Are they finally drowning? The sails, the flags, the songs the party, and the expensive backless silks. The rings and guns and blood shining. Always shining. They are finally coming for us. We will again have someone’s face in front of us at least for a while and we will sing songs that they have no choice but to listen to. The cries and shrieks and the stories that we had saved in us will not go waste.
They have not yet seen us rotting feets and feets below them but somethings take time. The water will fill them but they will never grasp the slow violence and its finality. They will look above at the lost sky, they will not know what they are looking for as the concepts of hope and god and saving becomes grayer in their head. They will keep struggling feeling all promises becoming breathless in them and they will miss the point of saying goodbye. We always do.
Darling, they are coming our children, our neighbors, our dear strangers, our ministers, our wood, our sky, our eyes, our new memories. Now we can die together and actually die and not be haunting blue in this green ocean. I missed living dear but I missed them more – everyone, everything taken away from us. We have waited patiently, wishing them life. We have prayed for them to stay away from wherever we are. But now they are coming and I cannot help but selfishly smile at seeing everything coming back to us.

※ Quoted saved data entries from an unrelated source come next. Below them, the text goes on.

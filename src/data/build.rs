use std::collections::{HashMap, HashSet};

use super::graph::{CollabGraph, Link, ProducerNode};
use super::parse::{RawDataset, RawEdge, RawProducer, RawSong};

pub(super) fn build_graph(dataset: RawDataset) -> CollabGraph {
    let entries = match dataset {
        RawDataset::Producers(entries) => entries,
        RawDataset::Songs(songs) => producers_from_songs(songs),
    };
    construct(entries)
}

// Derive the producer-keyed network from song-level records. A song with
// fewer than two producers carries no collaboration and contributes nothing.
fn producers_from_songs(songs: Vec<RawSong>) -> Vec<(String, RawProducer)> {
    let mut order: Vec<String> = Vec::new();
    let mut by_id: HashMap<String, RawProducer> = HashMap::new();

    for song in songs {
        let Some(song_name) = song.song_name.filter(|name| !name.is_empty()) else {
            continue;
        };

        let mut credited = Vec::new();
        let mut seen = HashSet::new();
        for producer in song.producers {
            let Some(id) = producer.id.filter(|id| !id.is_empty()) else {
                continue;
            };
            if seen.insert(id.clone()) {
                credited.push((id, producer.name, producer.url));
            }
        }

        if credited.len() < 2 {
            continue;
        }

        let ids: Vec<String> = credited.iter().map(|(id, _, _)| id.clone()).collect();
        for (id, name, url) in credited {
            let entry = by_id.entry(id.clone()).or_insert_with(|| {
                order.push(id.clone());
                RawProducer::default()
            });
            if entry.name.is_none() {
                entry.name = name;
            }
            if entry.url.is_none() {
                entry.url = url;
            }
            entry.edges.push(RawEdge {
                song_name: Some(song_name.clone()),
                collaborators: ids.iter().filter(|other| **other != id).cloned().collect(),
            });
        }
    }

    order
        .into_iter()
        .map(|id| {
            let producer = by_id.remove(&id).unwrap_or_default();
            (id, producer)
        })
        .collect()
}

fn construct(entries: Vec<(String, RawProducer)>) -> CollabGraph {
    let mut nodes = HashMap::with_capacity(entries.len());
    for (id, raw) in &entries {
        nodes.insert(id.clone(), make_node(id, raw));
    }

    let mut links: Vec<Link> = Vec::new();
    let mut link_index: HashMap<(String, String), usize> = HashMap::new();
    let mut link_songs_seen: Vec<HashSet<String>> = Vec::new();

    for (id, raw) in &entries {
        for edge in &raw.edges {
            let Some(song_name) = edge.song_name.as_deref().filter(|name| !name.is_empty())
            else {
                continue;
            };

            for collaborator in &edge.collaborators {
                if collaborator == id || !nodes.contains_key(collaborator) {
                    continue;
                }

                let key = unordered_pair(id, collaborator);
                let index = match link_index.get(&key) {
                    Some(&index) => index,
                    None => {
                        links.push(Link {
                            a: key.0.clone(),
                            b: key.1.clone(),
                            songs: Vec::new(),
                        });
                        link_songs_seen.push(HashSet::new());
                        link_index.insert(key, links.len() - 1);
                        links.len() - 1
                    }
                };

                if link_songs_seen[index].insert(song_name.to_string()) {
                    links[index].songs.push(song_name.to_string());
                }
            }
        }
    }

    let mut adjacency: HashMap<String, HashSet<String>> = nodes
        .keys()
        .map(|id| (id.clone(), HashSet::from([id.clone()])))
        .collect();
    for link in &links {
        if let Some(set) = adjacency.get_mut(&link.a) {
            set.insert(link.b.clone());
        }
        if let Some(set) = adjacency.get_mut(&link.b) {
            set.insert(link.a.clone());
        }
    }

    let mut all_songs = HashSet::new();
    for node in nodes.values() {
        for song in &node.songs {
            all_songs.insert(song.clone());
        }
    }

    CollabGraph {
        nodes,
        links,
        adjacency,
        song_count: all_songs.len(),
    }
}

fn make_node(id: &str, raw: &RawProducer) -> ProducerNode {
    let mut songs = Vec::new();
    let mut seen_songs = HashSet::new();
    let mut listed_collaborators = 0u64;
    let mut distinct_collaborators = HashSet::new();

    for edge in &raw.edges {
        if let Some(song_name) = edge.song_name.as_deref().filter(|name| !name.is_empty())
            && seen_songs.insert(song_name.to_string())
        {
            songs.push(song_name.to_string());
        }
        listed_collaborators += edge.collaborators.len() as u64;
        for collaborator in &edge.collaborators {
            if collaborator != id {
                distinct_collaborators.insert(collaborator.clone());
            }
        }
    }

    let name = raw
        .name
        .clone()
        .filter(|name| !name.is_empty())
        .unwrap_or_else(|| format!("Producer {id}"));

    ProducerNode {
        id: id.to_string(),
        name,
        url: raw.url.clone().filter(|url| !url.is_empty()),
        song_count: raw.total_songs.unwrap_or(raw.edges.len() as u64),
        total_collaborations: raw.total_collaborations.unwrap_or(listed_collaborators),
        unique_collaborators: raw
            .unique_collaborators
            .unwrap_or(distinct_collaborators.len() as u64),
        songs,
    }
}

fn unordered_pair(a: &str, b: &str) -> (String, String) {
    if a <= b {
        (a.to_string(), b.to_string())
    } else {
        (b.to_string(), a.to_string())
    }
}

#[cfg(test)]
mod tests {
    use super::super::parse::parse_dataset;
    use super::*;

    fn graph_from(raw: &str) -> CollabGraph {
        build_graph(parse_dataset(raw).unwrap())
    }

    #[test]
    fn builds_nodes_links_and_drops_dangling_references() {
        // A lists B on "X"; B lists A and the unknown C on "Y".
        let raw = r#"{
            "A": {"name": "Teddy", "edges": [{"song_name": "X", "collaborators": ["B"]}]},
            "B": {"name": "R. Tee", "edges": [{"song_name": "Y", "collaborators": ["A", "C"]}]}
        }"#;
        let graph = graph_from(raw);

        assert_eq!(graph.node_count(), 2);
        assert_eq!(graph.link_count(), 1);
        let link = &graph.links[0];
        assert_eq!((link.a.as_str(), link.b.as_str()), ("A", "B"));
        assert_eq!(link.songs, vec!["X", "Y"]);
        assert!(!graph.nodes.contains_key("C"));
        assert!(!graph.adjacency.contains_key("C"));
    }

    #[test]
    fn no_self_loops_or_duplicate_pairs() {
        let raw = r#"{
            "A": {"edges": [
                {"song_name": "Solo", "collaborators": ["A"]},
                {"song_name": "X", "collaborators": ["B", "B"]}
            ]},
            "B": {"edges": [{"song_name": "X", "collaborators": ["A"]}]}
        }"#;
        let graph = graph_from(raw);

        assert_eq!(graph.link_count(), 1);
        for link in &graph.links {
            assert_ne!(link.a, link.b);
            assert!(graph.nodes.contains_key(&link.a));
            assert!(graph.nodes.contains_key(&link.b));
        }
        assert_eq!(graph.links[0].songs, vec!["X"]);
    }

    #[test]
    fn adjacency_contains_self_and_link_endpoints() {
        let raw = r#"{
            "A": {"edges": [{"song_name": "X", "collaborators": ["B"]}]},
            "B": {"edges": []},
            "Z": {"edges": []}
        }"#;
        let graph = graph_from(raw);

        for id in ["A", "B", "Z"] {
            assert!(graph.adjacency[id].contains(id));
        }
        assert!(graph.adjacency["A"].contains("B"));
        assert!(graph.adjacency["B"].contains("A"));
        assert_eq!(graph.adjacency["Z"].len(), 1);
    }

    #[test]
    fn missing_name_falls_back_to_producer_id() {
        let graph = graph_from(r#"{"42": {"edges": []}}"#);
        assert_eq!(graph.nodes["42"].name, "Producer 42");
    }

    #[test]
    fn provided_aggregates_win_over_derived_ones() {
        let raw = r#"{
            "A": {
                "edges": [{"song_name": "X", "collaborators": ["B"]}],
                "total_songs": 9,
                "total_collaborations": 14,
                "unique_collaborators_count": 6
            },
            "B": {"edges": [{"song_name": "X", "collaborators": ["A"]}]}
        }"#;
        let graph = graph_from(raw);

        let a = &graph.nodes["A"];
        assert_eq!(a.song_count, 9);
        assert_eq!(a.total_collaborations, 14);
        assert_eq!(a.unique_collaborators, 6);

        let b = &graph.nodes["B"];
        assert_eq!(b.song_count, 1);
        assert_eq!(b.total_collaborations, 1);
        assert_eq!(b.unique_collaborators, 1);
    }

    #[test]
    fn malformed_records_still_become_nodes() {
        let raw = r#"{
            "A": {"name": "Teddy", "edges": 17},
            "B": {"name": "R. Tee", "edges": [{"collaborators": ["A"]}]}
        }"#;
        let graph = graph_from(raw);

        assert_eq!(graph.node_count(), 2);
        assert_eq!(graph.link_count(), 0);
        assert_eq!(graph.nodes["A"].song_count, 0);
    }

    #[test]
    fn builds_network_from_song_records() {
        let raw = r#"{"songs": [
            {"song_name": "FANCY", "producers": [
                {"id": 1, "name": "A"}, {"id": 2, "name": "B"}, {"id": 3, "name": "C"}
            ]},
            {"song_name": "Solo", "producers": [{"id": 1, "name": "A"}]},
            {"song_name": "DALLA", "producers": [{"id": 1, "name": "A"}, {"id": 2, "name": "B"}]}
        ]}"#;
        let graph = graph_from(raw);

        // The solo song is skipped entirely.
        assert_eq!(graph.node_count(), 3);
        assert_eq!(graph.song_count, 2);

        let one = &graph.nodes["1"];
        assert_eq!(one.song_count, 2);
        assert_eq!(one.total_collaborations, 3);
        assert_eq!(one.unique_collaborators, 2);

        assert_eq!(graph.link_count(), 3);
        let pair = graph
            .links
            .iter()
            .find(|link| link.a == "1" && link.b == "2")
            .unwrap();
        assert_eq!(pair.songs, vec!["FANCY", "DALLA"]);
    }

    #[test]
    fn empty_dataset_builds_empty_graph() {
        let graph = graph_from("{}");
        assert_eq!(graph.node_count(), 0);
        assert_eq!(graph.link_count(), 0);
        assert_eq!(graph.song_count, 0);
    }
}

I regret to tell you this that the blue sky that you died for is not longer blue. It is painting its face with remains of our greed, with the colors of our wars. But it is still sort of fair. It is trying hard not to choose sides, not to become the flags that unites only those whose favorite words are ‘future’, ‘safety’,’money’, ‘greatness’, while they clutch in their hands the fate of people they don’t identify with- ‘burden’ they call them. ‘Fear’ is another favorite word of theirs. They don’t speak much of it, but it is most useful or at least that’s what I have heard from the ones we are no longer allowed to call out or even mock. I have lost every bit of my passive aggressiveness. Life has become more bearable now that my skin is not broken for making too much noise, now that we have learnt to hold each other’s tongue so that we may not lose more friends than we already have. I regret to tell you that your dreams will remains dreams and you might be one of the last to know how dreams felt in your eyes, how tomorrow used to change by effort.
The list of all the words that I use and don’t know meaning of:
friend, understanding, dream, ethics, distance, space, wait, promise, family, kindness, virtue, trust, love, love, love, love, love, love, (I was told I need to be especially obsessed with love if I want to be normal) I, me, memory (real or invented), boundary between reality and fiction…
What a poor human I am that I carry around these empty shells pretending as if I know their worth. All the flags that I carry of the countries to which I do not belong. All the people who I live with, only because I cannot live without them. What an excuse to walk on this road that will eventually to lead to a heartbreak. Every heartbreak a drop on my window and it has been monsoon for years altogether. What a sloppy way to end all things that I never wanted to begin.